Сердце Ивана Несторовича болезненно пропустило укол.
– Бесполезно брать с вас слово, мадемуазель Мюнхгаузен, – выдавил он, все еще не понимая, отчего так невыносимо гадко стало на душе. – Оно и су не стоит. Но если… если с Ромэна Лессепса хоть волос упадет, я немедленно сдам вас сотрудникам Сюрте.
Лицо Ульянушки расплылось в улыбке. Как она умудрялась смешать и доброту, и озорство, и грациозность, и ребячество в одном этом мимолетном движении губ.
– Вот и умница, – сказала она, хлопнув в ладоши. – Тогда я пойду, пожалуй. Скоро совсем рассветет. До вечера!
Подобрав подол юбки, белой тенью Ульяна скользнула к лестнице. Через несколько мгновений хлопнула дверь. Только теперь Иноземцев вспомнил, что после ухода Ромэна не подключил сигнализацию. В довершение всего затрещала, а потом перегорела лампочка, комната погрузилась в тоскливую серость предутренних сумерек.
Как врач, Иван Несторович знал, коли конечность во власти абсцесса, ее следует безжалостно отсечь, если в живых тканях образовался гнойник – тот требуется вскрыть. Со сжимающим грудь горьким томлением он поступил точно так же с собственным чувством – нелепым и необъяснимым, чувством любви, мимикрирующим под ненависть и страх, или, напротив, чувством страха, в котором уже дали ростки нежность и симпатия.
Просто приказал себе: «Выкинь Ульянку из головы и сердца, не ходи сегодня к Лессепсам проклятым, возвращайся к прежней жизни и живи умиротворенной, размеренной, ученой жизнью.
Девушка вполне не двузначно объявила, что остепенилась и навсегда отказалась от всяческих попыток досаждать. Ну разве ль не прекрасно? Да здравствуют свобода и покой! Пора вздохнуть с облегчением и прекратить прятаться, держать на полке заряженный револьвер, бояться тишины, не спать по ночам, вздрагивать от трезвона электрического колокольчика, искать баламутку в лицах прохожих и ждать, ждать, ждать ее появления откуда-нибудь из-за угла, с небес, из-под земли, будто смерти с косой. Больше не будет этого вечного ощущения ее вездесущности и зловещего предчувствия беды, одиночество перестанет досаждать, гнетущие мысли – воровать время. Да, и… Выставить вон пса, подарить кому-нибудь, раз уж он такой любвеобильный».
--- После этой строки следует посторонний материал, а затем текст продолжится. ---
//! FarmState - single owner of the robot, herd and session collections
//!
//! All mutation goes through command methods; views hold read-only slices.
//! The lifecycle "simulation" here is a demo stand-in that makes the
//! dashboard look alive. It is not a scheduler: ticks draw independent
//! probabilities per robot and make no fairness or ordering guarantees.

use std::time::{Duration, Instant};

use rand::Rng;

use crate::domain::{Cow, CowDraft, Location, MilkingSession, Robot, RobotStatus};
use crate::error::FarmError;
use crate::seed;

/// Cadence of the background simulation tick
pub const SIM_INTERVAL: Duration = Duration::from_secs(10);
/// Delay before a diagnostics run reports back
pub const DIAGNOSTICS_DELAY: Duration = Duration::from_secs(2);
/// Delay before a rebooted robot comes back idle
pub const RESET_DELAY: Duration = Duration::from_secs(3);

/// Per-tick probabilities. Injectable so tests can force draws to 0.0/1.0.
#[derive(Debug, Clone, Copy)]
pub struct SimConfig {
    /// Chance an active robot finishes its session on a tick
    pub finish_chance: f64,
    /// Chance an idle robot picks up a waiting cow on a tick
    pub start_chance: f64,
    /// Chance a diagnostics run resolves healthy
    pub diag_healthy_chance: f64,
}

impl Default for SimConfig {
    fn default() -> Self {
        Self {
            finish_chance: 0.1,
            start_chance: 0.05,
            diag_healthy_chance: 0.7,
        }
    }
}

/// Result of a user-issued robot command.
///
/// Failure handling is user-facing by design: blocked commands come back
/// as `Rejected` with an explanatory message and no state change,
/// destructive ones as `NeedsConfirm` until the caller re-issues them
/// confirmed.
#[derive(Debug, Clone, PartialEq, Eq)]
pub enum CommandOutcome {
    Applied(String),
    Rejected(String),
    NeedsConfirm(String),
    Scheduled(String),
}

#[derive(Debug, Clone, Copy, PartialEq, Eq)]
enum PendingKind {
    Diagnostics,
    ResetFinish,
}

/// A single-shot delayed completion. Cannot be cancelled once scheduled.
#[derive(Debug, Clone)]
struct PendingOp {
    robot_id: String,
    kind: PendingKind,
    due: Instant,
}

pub struct FarmState {
    robots: Vec<Robot>,
    cows: Vec<Cow>,
    sessions: Vec<MilkingSession>,
    sim: SimConfig,
    pending: Vec<PendingOp>,
}

impl Default for FarmState {
    fn default() -> Self {
        Self::new(SimConfig::default())
    }
}

impl FarmState {
    pub fn new(sim: SimConfig) -> Self {
        Self {
            robots: seed::robots(),
            cows: seed::cows(),
            sessions: seed::sessions(),
            sim,
            pending: Vec::new(),
        }
    }

    pub fn robots(&self) -> &[Robot] {
        &self.robots
    }

    pub fn cows(&self) -> &[Cow] {
        &self.cows
    }

    pub fn sessions(&self) -> &[MilkingSession] {
        &self.sessions
    }

    pub fn robot(&self, robot_id: &str) -> Option<&Robot> {
        self.robots.iter().find(|r| r.id == robot_id)
    }

    pub fn cow(&self, cow_id: &str) -> Option<&Cow> {
        self.cows.iter().find(|c| c.id == cow_id)
    }

    fn robot_mut(&mut self, robot_id: &str) -> Result<&mut Robot, FarmError> {
        self.robots
            .iter_mut()
            .find(|r| r.id == robot_id)
            .ok_or_else(|| FarmError::RobotNotFound {
                robot_id: robot_id.to_string(),
            })
    }

    // ─────────────────────────────────────────────────────────────────────
    // Herd CRUD
    // ─────────────────────────────────────────────────────────────────────

    /// Admit a new cow to the herd. The id is timestamp-derived; the
    /// collision window on rapid successive adds is an accepted limitation.
    pub fn add_cow(&mut self, draft: CowDraft) -> &Cow {
        let id = next_cow_id(chrono::Utc::now().timestamp_millis());
        tracing::debug!(cow_id = %id, "admitting cow to herd");
        self.cows.push(draft.into_cow(id));
        self.cows.last().expect("just pushed")
    }

    /// Full-record replace keyed by id
    pub fn update_cow(&mut self, cow: Cow) -> Result<(), FarmError> {
        match self.cows.iter_mut().find(|c| c.id == cow.id) {
            Some(slot) => {
                *slot = cow;
                Ok(())
            }
            None => Err(FarmError::CowNotFound { cow_id: cow.id }),
        }
    }

    /// Unconditional removal. No dependency check against sessions or
    /// robots referencing the cow; those references stay dangling.
    pub fn delete_cow(&mut self, cow_id: &str) -> Result<Cow, FarmError> {
        match self.cows.iter().position(|c| c.id == cow_id) {
            Some(idx) => Ok(self.cows.remove(idx)),
            None => Err(FarmError::CowNotFound {
                cow_id: cow_id.to_string(),
            }),
        }
    }

    // ─────────────────────────────────────────────────────────────────────
    // Robot commands
    // ─────────────────────────────────────────────────────────────────────

    /// Manual start. Does not auto-assign a cow.
    pub fn start_robot(&mut self, robot_id: &str) -> Result<CommandOutcome, FarmError> {
        let robot = self.robot_mut(robot_id)?;
        if robot.status == RobotStatus::Error {
            return Ok(CommandOutcome::Rejected(format!(
                "{} is in an error state. Run diagnostics first.",
                robot.name
            )));
        }
        robot.status = RobotStatus::Active;
        tracing::debug!(robot_id, "robot started");
        Ok(CommandOutcome::Applied(format!("{} started", robot.name)))
    }

    /// Stop. Interrupting a live session requires confirmation.
    pub fn stop_robot(
        &mut self,
        robot_id: &str,
        confirmed: bool,
    ) -> Result<CommandOutcome, FarmError> {
        let robot = self.robot_mut(robot_id)?;
        if robot.status == RobotStatus::Active && robot.current_cow.is_some() && !confirmed {
            return Ok(CommandOutcome::NeedsConfirm(format!(
                "{} is milking cow {}. Stop it anyway?",
                robot.name,
                robot.current_cow.as_deref().unwrap_or("?")
            )));
        }
        robot.status = RobotStatus::Idle;
        robot.current_cow = None;
        tracing::debug!(robot_id, "robot stopped");
        Ok(CommandOutcome::Applied(format!("{} stopped", robot.name)))
    }

    /// Put the robot into maintenance and stamp the date.
    pub fn maintenance(&mut self, robot_id: &str) -> Result<CommandOutcome, FarmError> {
        let robot = self.robot_mut(robot_id)?;
        if robot.status == RobotStatus::Active && robot.current_cow.is_some() {
            return Ok(CommandOutcome::Rejected(format!(
                "Cannot service {} while it is milking. Stop it first.",
                robot.name
            )));
        }
        robot.status = RobotStatus::Maintenance;
        robot.last_maintenance = today();
        robot.current_cow = None;
        tracing::debug!(robot_id, "robot sent to maintenance");
        Ok(CommandOutcome::Applied(format!(
            "{} is under maintenance",
            robot.name
        )))
    }

    /// Kick off an async diagnostics pass. The robot is untouched until
    /// the run resolves via [`process_pending`](Self::process_pending);
    /// there is no way to abort it once started.
    pub fn run_diagnostics(
        &mut self,
        robot_id: &str,
        now: Instant,
    ) -> Result<CommandOutcome, FarmError> {
        let robot = self.robot_mut(robot_id)?;
        let name = robot.name.clone();
        if self
            .pending
            .iter()
            .any(|p| p.robot_id == robot_id && p.kind == PendingKind::Diagnostics)
        {
            return Ok(CommandOutcome::Rejected(format!(
                "Diagnostics already running on {}.",
                name
            )));
        }
        self.pending.push(PendingOp {
            robot_id: robot_id.to_string(),
            kind: PendingKind::Diagnostics,
            due: now + DIAGNOSTICS_DELAY,
        });
        Ok(CommandOutcome::Scheduled(format!(
            "Running diagnostics on {}...",
            name
        )))
    }

    /// Reboot: maintenance now, back to idle after [`RESET_DELAY`].
    pub fn reset_robot(
        &mut self,
        robot_id: &str,
        confirmed: bool,
        now: Instant,
    ) -> Result<CommandOutcome, FarmError> {
        let robot = self.robot_mut(robot_id)?;
        if !confirmed {
            return Ok(CommandOutcome::NeedsConfirm(format!(
                "Reboot {}? This can take a few minutes.",
                robot.name
            )));
        }
        robot.status = RobotStatus::Maintenance;
        robot.current_cow = None;
        let name = robot.name.clone();
        self.pending.push(PendingOp {
            robot_id: robot_id.to_string(),
            kind: PendingKind::ResetFinish,
            due: now + RESET_DELAY,
        });
        tracing::debug!(robot_id, "robot rebooting");
        Ok(CommandOutcome::Scheduled(format!("Rebooting {}...", name)))
    }

    /// Stop every robot at once, clearing any live session.
    pub fn emergency_stop(&mut self) -> String {
        for robot in &mut self.robots {
            robot.status = RobotStatus::Idle;
            robot.current_cow = None;
        }
        tracing::warn!("emergency stop issued for all robots");
        "Emergency stop executed for all robots".to_string()
    }

    /// True when the given robot has a diagnostics run in flight.
    pub fn diagnostics_running(&self, robot_id: &str) -> bool {
        self.pending
            .iter()
            .any(|p| p.robot_id == robot_id && p.kind == PendingKind::Diagnostics)
    }

    // ─────────────────────────────────────────────────────────────────────
    // Simulation
    // ─────────────────────────────────────────────────────────────────────

    /// One background tick. Each robot draws independently; the first
    /// waiting cow is adopted without updating her location, so two idle
    /// robots firing on the same tick can adopt the same cow. The source
    /// behaves the same way and the looseness is deliberate.
    pub fn tick(&mut self, rng: &mut impl Rng) -> Vec<String> {
        let mut notices = Vec::new();
        let waiting_cow: Option<String> = self
            .cows
            .iter()
            .find(|c| c.location == Location::Waiting)
            .map(|c| c.id.clone());

        for robot in &mut self.robots {
            match robot.status {
                RobotStatus::Active if rng.gen_bool(self.sim.finish_chance) => {
                    if let Some(cow_id) = robot.current_cow.take() {
                        notices.push(format!("{} finished milking {}", robot.name, cow_id));
                    }
                    robot.sessions_today += 1;
                }
                RobotStatus::Idle if rng.gen_bool(self.sim.start_chance) => {
                    if let Some(cow_id) = &waiting_cow {
                        robot.status = RobotStatus::Active;
                        robot.current_cow = Some(cow_id.clone());
                        notices.push(format!("{} started milking {}", robot.name, cow_id));
                    }
                }
                _ => {}
            }
        }
        notices
    }

    /// Resolve delayed completions that have come due. Returns the
    /// user-facing notices produced by each resolution.
    pub fn process_pending(&mut self, now: Instant, rng: &mut impl Rng) -> Vec<String> {
        let mut due = Vec::new();
        self.pending.retain(|op| {
            if op.due <= now {
                due.push(op.clone());
                false
            } else {
                true
            }
        });

        let mut notices = Vec::new();
        for op in due {
            let healthy = rng.gen_bool(self.sim.diag_healthy_chance);
            let Ok(robot) = self.robot_mut(&op.robot_id) else {
                continue;
            };
            match op.kind {
                PendingKind::Diagnostics => {
                    if healthy {
                        robot.status = RobotStatus::Idle;
                        notices.push(format!(
                            "Diagnostics on {} complete. All systems nominal.",
                            robot.name
                        ));
                    } else {
                        notices.push(format!(
                            "Diagnostics on {} found a fault. Maintenance required.",
                            robot.name
                        ));
                    }
                }
                PendingKind::ResetFinish => {
                    robot.status = RobotStatus::Idle;
                    robot.current_cow = None;
                    notices.push(format!("{} rebooted and ready.", robot.name));
                }
            }
        }
        notices
    }
}

/// `C` + last three digits of a Unix-millis timestamp, matching the
/// legacy id scheme. Collisions on rapid adds are accepted, not handled.
pub fn next_cow_id(unix_millis: i64) -> String {
    format!("C{:03}", unix_millis.rem_euclid(1000))
}

fn today() -> String {
    chrono::Local::now().format("%Y-%m-%d").to_string()
}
Сказав себе это, Иноземцев словно надел тяжелый доспех, а поверх шлема начертил корявую улыбку от уха до уха. И с такой натянутой миной пытался прожить первый день новой жизни, с каждым часом ощущая в себе симптомы всех существующих болезней сразу. Пациентов хотелось прогнать и запереться в подвале с пистолетом, но Иван Несторович решил не потакать слабостям и принять всех. И осматривал каждого с такой тщательностью, выслушивал жалобы с такой немужской сострадательностью, словно желал заполнить свой новый доспех, пока еще полый внутри, хоть чем-нибудь, только не думами об этой проклятой фокуснице. Это ж надо, что б она ни сделала, что б ни сказала – хорошее ли дурное – все мукой для него оборачивалось. Явилась – плохо, ушла – еще хуже. Да что ж такое!
Отправился в Институт, думал, там хоть как-то от сердца отойдет, среди людей всегда требуется быть начеку, чтоб, не дай господь, не прознали о причинах неутихающего страдания. При людях только обнажи душу, они тотчас потешаться да глумиться станут. В каждом человеке – даже с самой чистой и светлой душой и самым добрым сердцем – эволюцией заложено добивать больного. Если не целенаправленное желание уничтожить, то вполне безобидные – известные как благие – намерения могут стать пулей в висок или ножом в спину.